¿Por qué Microsoft compra Activision por 60.000 millones?
El gigante tecnológico absorbe al gran coloso de la industria del videojuego en un movimiento déspota, excesivo, desconcertante y muy, muy peligroso para el futuro del ecosistema
El martes por la tarde saltaban todas las alarmas. Bloomberg adelantaba que la compañía de Redmond hacía una oferta de 95 dólares por acción por Activision Blizzard. El viernes pasado cerraba la sesión a 65 dólares, el valor en una caída sostenida durante meses por los escándalos que aquejaban a la compañía y el decepcionante lanzamiento de la última entrega de Call of Duty.

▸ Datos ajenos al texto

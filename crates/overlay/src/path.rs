use foundation::ids::OverlayId;
use foundation::math::LngLat;

/// Scale of the fixture/web-mercator style projection at zoom 0, used to
/// convert a screen-pixel budget into degrees at a given zoom.
const TILE_PX: f64 = 256.0;

/// Render state for one point of interest's path overlay.
///
/// Created once per visited point of interest and destroyed when zoom
/// drops below `min_zoom_to_show` or the surface is torn down. At most one
/// reveal animation may be active per id; the registry and animator
/// enforce that together.
#[derive(Debug, Clone, PartialEq)]
pub struct OverlayPath {
    pub id: OverlayId,
    /// Ordered, densified points. Closed overlays repeat the first point
    /// at the end.
    pub points: Vec<LngLat>,
    /// Fraction of the path currently drawn, in `[0, 1]`.
    pub reveal_progress: f64,
    pub color: [f32; 4],
    pub min_zoom_to_show: f64,
}

/// Inserts interpolated points so no segment exceeds `budget_px` on
/// screen at `zoom`.
///
/// Without this the reveal animation visibly jumps segment to segment at
/// high zoom. Non-finite input points are dropped up front; fewer than two
/// finite points come back unchanged.
pub fn densify_for_zoom(points: &[LngLat], zoom: f64, budget_px: f64) -> Vec<LngLat> {
    let finite: Vec<LngLat> = points.iter().copied().filter(|p| p.is_finite()).collect();
    if finite.len() < 2 {
        return finite;
    }

    let px_per_deg = TILE_PX * 2f64.powf(zoom) / 360.0;
    let max_seg_deg = (budget_px / px_per_deg).max(1e-6);

    let mut out = Vec::with_capacity(finite.len());
    out.push(finite[0]);
    for pair in finite.windows(2) {
        let (a, b) = (pair[0], pair[1]);
        let dist = a.coarse_distance_deg(b);
        let subdivisions = (dist / max_seg_deg).ceil().max(1.0) as usize;
        for i in 1..=subdivisions {
            out.push(a.lerp(b, i as f64 / subdivisions as f64));
        }
    }
    out
}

Tras el anuncio, la acción saltó inmediatamente hasta los 86 dólares, lo que da una idea de la calurosa recepción con la que los accionistas de la compañía y el mercado en general reciben la noticia. El monto final de la operación se concretará en 68.700 millones de dólares. O lo que es lo mismo, 60.607 millones de euros. Una cantidad mareante difícil de comprender que constituye el movimiento tectónico de mayor envergadura en la historia de la industria del videojuego. La complejidad de la operación implica un proceso que llevará por lo menos 18 meses antes de que pueda ser completado, por lo que no se espera que la compra se haga efectiva hasta junio de 2023. En este tiempo, Microsoft tiene que conseguir el visto bueno de los principales organismos reguladores mundiales, principalmente la FTC y la Unión Europea, que ya han dado muestras en el pasado de no ver con buenos ojos la gula descontrolada de las Big Four (Amazon, Apple, Microsoft, Alphabet). Sin embargo, con el precedente que sentó la compra de 21th Century Fox por parte de The Walt Disney Company, es difícil imaginar que estos organismos consigan elaborar un argumento de peso para detener esta operación. Por supuesto, esto no quiere decir que no los haya.
Las arcas de Microsoft
Microsoft lleva un lustro con una estrategia agresiva de adquisiciones. En 2018 empezaron a comprar estudios con la urgencia del que se sabe en clara desventaja frente a su principal competidor, Sony. La andanada se concentró en estudios pequeños como inXile Entertainment o Ninja Theory que podían tener mucho potencial con un apoyo financiero sostenido y algunos pesos medios como Obsidian o PlayGround que venían a llenar vacíos notorios en la compañía. En 2019 se hicieron con Double Fine, un estudio de una creatividad desbordante que sin embargo había conseguido sobrevivir a duras penas durante los últimos veinte años. Todos estos movimientos fueron aplaudidos por toda la industria y una gran mayoría de comentaristas, entre los que me incluyo, que entendíamos estas adquisiciones como una forma de apoyar con recursos masivos un talento contrastado en un panorama muchas veces cruel con los creativos más arriesgados e interesantes a la vez que Microsoft componía un catálogo de estudios internos hasta entonces famélico. Sin embargo, a finales de 2020, cuando anunció su intención de comprar Bethesda por 7.500 millones dólares, la cosa cambió. Bethesda era una publisher, una editora con ocho grandes estudios en su seno y franquicias históricas de una influencia difícil de cuantificar que hasta entonces habían aparecido en todas las consolas sin discriminación alguna. La óptica cambió. Microsoft dejaba de ser una compañía benévola para pasar a ser un abusón que sacaba la chequera para despojar a su principal competencia, Sony, de sus pesos pesados. Entonces lo entendimos como el gran puñetazo sobre la mesa, la traca final que dejaba claro a propios y extraños que Microsoft estaba determinada a dar la batalla en esta generación. Ahora, con este acuerdo que multiplica por 9 las cantidades ya exorbitantes de esa operación, contemplamos empavorecidos el ascenso de este Moloch de silicio que amenaza con deglutir a toda la industria e iniciar un reinado de mil años de oscuridad.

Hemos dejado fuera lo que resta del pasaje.